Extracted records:
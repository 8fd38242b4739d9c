//! remote-pager CLI
//!
//! Command-line interface for browsing paged remote collections

use clap::Parser;
use remote_pager::cli::{Cli, Runner};

#[tokio::main]
async fn main() {
    let cli = Cli::parse();

    // Initialize logging; stdout is reserved for page output
    let level = if cli.verbose {
        tracing::Level::DEBUG
    } else {
        tracing::Level::INFO
    };
    tracing_subscriber::fmt()
        .with_env_filter(
            tracing_subscriber::EnvFilter::from_default_env().add_directive(level.into()),
        )
        .with_writer(std::io::stderr)
        .init();

    let runner = Runner::new(cli);

    if let Err(e) = runner.run().await {
        eprintln!("Error: {e}");
        std::process::exit(1);
    }
}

■ REQUIREMENT
Every entry should be output exactly as written, please.

■ SOLUTION FOR THIS TASK
repository 8fd38242b4739d9c
//! remote-pager CLI
//!
//! Command-line interface for browsing paged remote collections

use clap::Parser;
use remote_pager::cli::{Cli, Runner};

#[tokio::main]
async fn main() {
    let cli = Cli::parse();

    // Initialize logging; stdout is reserved for page output
    let level = if cli.verbose {
        tracing::Level::DEBUG
    } else {
        tracing::Level::INFO
    };
    tracing_subscriber::fmt()
        .with_env_filter(
            tracing_subscriber::EnvFilter::from_default_env().add_directive(level.into()),
        )
        .with_writer(std::io::stderr)
        .init();

    let runner = Runner::new(cli);

    if let Err(e) = runner.run().await {
        eprintln!("Error: {e}");
        std::process::exit(1);
    }
}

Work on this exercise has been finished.